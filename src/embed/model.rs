// folio-rag/src/embed/model.rs
//
// In-process ONNX inference via tract

use async_trait::async_trait;
use std::sync::Arc;
use tract_onnx::prelude::*;

use crate::embed::config::EmbedConfig;
use crate::embed::pool::{l2_normalize, mean_pool_masked};
use crate::embed::tokenize::{EmbedTokenizer, TokenizedInput};
use crate::embed::Embedder;
use crate::error::{RagError, Result};
use crate::vector::Embedding;

/// Type alias for the tract typed model
type TractModel = SimplePlan<TypedFact, Box<dyn TypedOp>, Graph<TypedFact, Box<dyn TypedOp>>>;

/// Sentence embedder backed by an ONNX BERT-style encoder.
pub struct OnnxEmbedder {
    model: Arc<TractModel>,
    tokenizer: EmbedTokenizer,
    config: EmbedConfig,
}

fn inference_error(e: impl std::fmt::Display) -> RagError {
    RagError::EmbeddingFailure(e.to_string())
}

impl OnnxEmbedder {
    /// Load model from ONNX bytes and tokenizer JSON
    pub fn from_bytes(model_bytes: &[u8], tokenizer_json: &str, config: EmbedConfig) -> Result<Self> {
        let model = tract_onnx::onnx()
            .model_for_read(&mut std::io::Cursor::new(model_bytes))
            .map_err(inference_error)?
            .into_optimized()
            .map_err(inference_error)?
            .into_runnable()
            .map_err(inference_error)?;

        let tokenizer = EmbedTokenizer::from_json(tokenizer_json, config.model.max_length())?;

        tracing::info!(model = %config.model, dims = config.model.dimensions(), "onnx embedder loaded");

        Ok(Self {
            model: Arc::new(model),
            tokenizer,
            config,
        })
    }

    pub fn config(&self) -> &EmbedConfig {
        &self.config
    }

    /// Embed one text synchronously
    pub fn embed_text(&self, text: &str) -> Result<Embedding> {
        let encoded = self.tokenizer.encode(text)?;
        if encoded.is_empty() {
            return Err(RagError::EmbeddingFailure("tokenizer produced no tokens".to_string()));
        }
        let seq_len = encoded.len();

        let inputs: TVec<TValue> = tvec![
            input_tensor(&encoded.input_ids, seq_len)?.into(),
            input_tensor(&encoded.attention_mask, seq_len)?.into(),
            input_tensor(&encoded.token_type_ids, seq_len)?.into(),
        ];

        let outputs = self.model.run(inputs).map_err(inference_error)?;

        // BERT models output: (batch_size, seq_len, hidden_size)
        let view = outputs[0].to_array_view::<f32>().map_err(inference_error)?;
        let shape = view.shape().to_vec();
        if shape.len() != 3 || shape[0] != 1 || shape[1] != seq_len || shape[2] == 0 {
            return Err(RagError::EmbeddingFailure(format!(
                "unexpected output shape {:?} for {} tokens",
                shape, seq_len
            )));
        }
        let hidden = shape[2];
        let flat: Vec<f32> = view.iter().copied().collect();

        let mut embedding = pool(&flat, hidden, &encoded);
        if self.config.normalize {
            l2_normalize(&mut embedding);
        }

        Ok(embedding)
    }
}

fn input_tensor(data: &[i64], seq_len: usize) -> Result<Tensor> {
    Tensor::from_shape(&[1, seq_len], data).map_err(inference_error)
}

/// Collapse row-major `(seq_len, hidden)` hidden states into one vector
fn pool(flat: &[f32], hidden: usize, encoded: &TokenizedInput) -> Embedding {
    mean_pool_masked(flat.chunks(hidden), &encoded.attention_mask, hidden)
}

#[async_trait(?Send)]
impl Embedder for OnnxEmbedder {
    async fn embed(&self, text: &str) -> Result<Embedding> {
        self.embed_text(text)
    }

    fn dimension(&self) -> Option<usize> {
        Some(self.config.model.dimensions())
    }
}

#[cfg(test)]
mod tests {
    use super::*;

    fn encoded(mask: Vec<i64>) -> TokenizedInput {
        TokenizedInput {
            input_ids: vec![0; mask.len()],
            token_type_ids: vec![0; mask.len()],
            attention_mask: mask,
        }
    }

    #[test]
    fn test_pool_mean_respects_mask() {
        // 3 tokens x 2 hidden
        let flat = [1.0, 1.0, 3.0, 5.0, 50.0, 50.0];
        let pooled = pool(&flat, 2, &encoded(vec![1, 1, 0]));
        assert_eq!(pooled, vec![2.0, 3.0]);
    }

    #[test]
    fn test_pool_fully_attended() {
        let flat = [0.5, -0.5, 1.5, 0.5];
        let pooled = pool(&flat, 2, &encoded(vec![1, 1]));
        assert_eq!(pooled, vec![1.0, 0.0]);
    }

    #[test]
    fn test_garbage_model_bytes_fail() {
        let result = OnnxEmbedder::from_bytes(b"not an onnx model", "{}", EmbedConfig::default());
        assert!(matches!(result, Err(RagError::EmbeddingFailure(_))));
    }
}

◆ ◆ ◆ ◆

TRY IT → Without any change, reproduce the data in full.

COMPLETED TASK →
filename src/embed/model.rs
// folio-rag/src/embed/model.rs
//
// In-process ONNX inference via tract

use async_trait::async_trait;
use std::sync::Arc;
use tract_onnx::prelude::*;

use crate::embed::config::EmbedConfig;
use crate::embed::pool::{l2_normalize, mean_pool_masked};
use crate::embed::tokenize::{EmbedTokenizer, TokenizedInput};
use crate::embed::Embedder;
use crate::error::{RagError, Result};
use crate::vector::Embedding;

/// Type alias for the tract typed model
type TractModel = SimplePlan<TypedFact, Box<dyn TypedOp>, Graph<TypedFact, Box<dyn TypedOp>>>;

/// Sentence embedder backed by an ONNX BERT-style encoder.
pub struct OnnxEmbedder {
    model: Arc<TractModel>,
    tokenizer: EmbedTokenizer,
    config: EmbedConfig,
}

fn inference_error(e: impl std::fmt::Display) -> RagError {
    RagError::EmbeddingFailure(e.to_string())
}

impl OnnxEmbedder {
    /// Load model from ONNX bytes and tokenizer JSON
    pub fn from_bytes(model_bytes: &[u8], tokenizer_json: &str, config: EmbedConfig) -> Result<Self> {
        let model = tract_onnx::onnx()
            .model_for_read(&mut std::io::Cursor::new(model_bytes))
            .map_err(inference_error)?
            .into_optimized()
            .map_err(inference_error)?
            .into_runnable()
            .map_err(inference_error)?;

        let tokenizer = EmbedTokenizer::from_json(tokenizer_json, config.model.max_length())?;

        tracing::info!(model = %config.model, dims = config.model.dimensions(), "onnx embedder loaded");

        Ok(Self {
            model: Arc::new(model),
            tokenizer,
            config,
        })
    }

    pub fn config(&self) -> &EmbedConfig {
        &self.config
    }

    /// Embed one text synchronously
    pub fn embed_text(&self, text: &str) -> Result<Embedding> {
        let encoded = self.tokenizer.encode(text)?;
        if encoded.is_empty() {
            return Err(RagError::EmbeddingFailure("tokenizer produced no tokens".to_string()));
        }
        let seq_len = encoded.len();

        let inputs: TVec<TValue> = tvec![
            input_tensor(&encoded.input_ids, seq_len)?.into(),
            input_tensor(&encoded.attention_mask, seq_len)?.into(),
            input_tensor(&encoded.token_type_ids, seq_len)?.into(),
        ];

        let outputs = self.model.run(inputs).map_err(inference_error)?;

        // BERT models output: (batch_size, seq_len, hidden_size)
        let view = outputs[0].to_array_view::<f32>().map_err(inference_error)?;
        let shape = view.shape().to_vec();
        if shape.len() != 3 || shape[0] != 1 || shape[1] != seq_len || shape[2] == 0 {
            return Err(RagError::EmbeddingFailure(format!(
                "unexpected output shape {:?} for {} tokens",
                shape, seq_len
            )));
        }
        let hidden = shape[2];
        let flat: Vec<f32> = view.iter().copied().collect();

        let mut embedding = pool(&flat, hidden, &encoded);
        if self.config.normalize {
            l2_normalize(&mut embedding);
        }

        Ok(embedding)
    }
}

fn input_tensor(data: &[i64], seq_len: usize) -> Result<Tensor> {
    Tensor::from_shape(&[1, seq_len], data).map_err(inference_error)
}

/// Collapse row-major `(seq_len, hidden)` hidden states into one vector
fn pool(flat: &[f32], hidden: usize, encoded: &TokenizedInput) -> Embedding {
    mean_pool_masked(flat.chunks(hidden), &encoded.attention_mask, hidden)
}

#[async_trait(?Send)]
impl Embedder for OnnxEmbedder {
    async fn embed(&self, text: &str) -> Result<Embedding> {
        self.embed_text(text)
    }

    fn dimension(&self) -> Option<usize> {
        Some(self.config.model.dimensions())
    }
}

#[cfg(test)]
mod tests {
    use super::*;

    fn encoded(mask: Vec<i64>) -> TokenizedInput {
        TokenizedInput {
            input_ids: vec![0; mask.len()],
            token_type_ids: vec![0; mask.len()],
            attention_mask: mask,
        }
    }

    #[test]
    fn test_pool_mean_respects_mask() {
        // 3 tokens x 2 hidden
        let flat = [1.0, 1.0, 3.0, 5.0, 50.0, 50.0];
        let pooled = pool(&flat, 2, &encoded(vec![1, 1, 0]));
        assert_eq!(pooled, vec![2.0, 3.0]);
    }

    #[test]
    fn test_pool_fully_attended() {
        let flat = [0.5, -0.5, 1.5, 0.5];
        let pooled = pool(&flat, 2, &encoded(vec![1, 1]));
        assert_eq!(pooled, vec![1.0, 0.0]);
    }

    #[test]
    fn test_garbage_model_bytes_fail() {
        let result = OnnxEmbedder::from_bytes(b"not an onnx model", "{}", EmbedConfig::default());
        assert!(matches!(result, Err(RagError::EmbeddingFailure(_))));
    }
}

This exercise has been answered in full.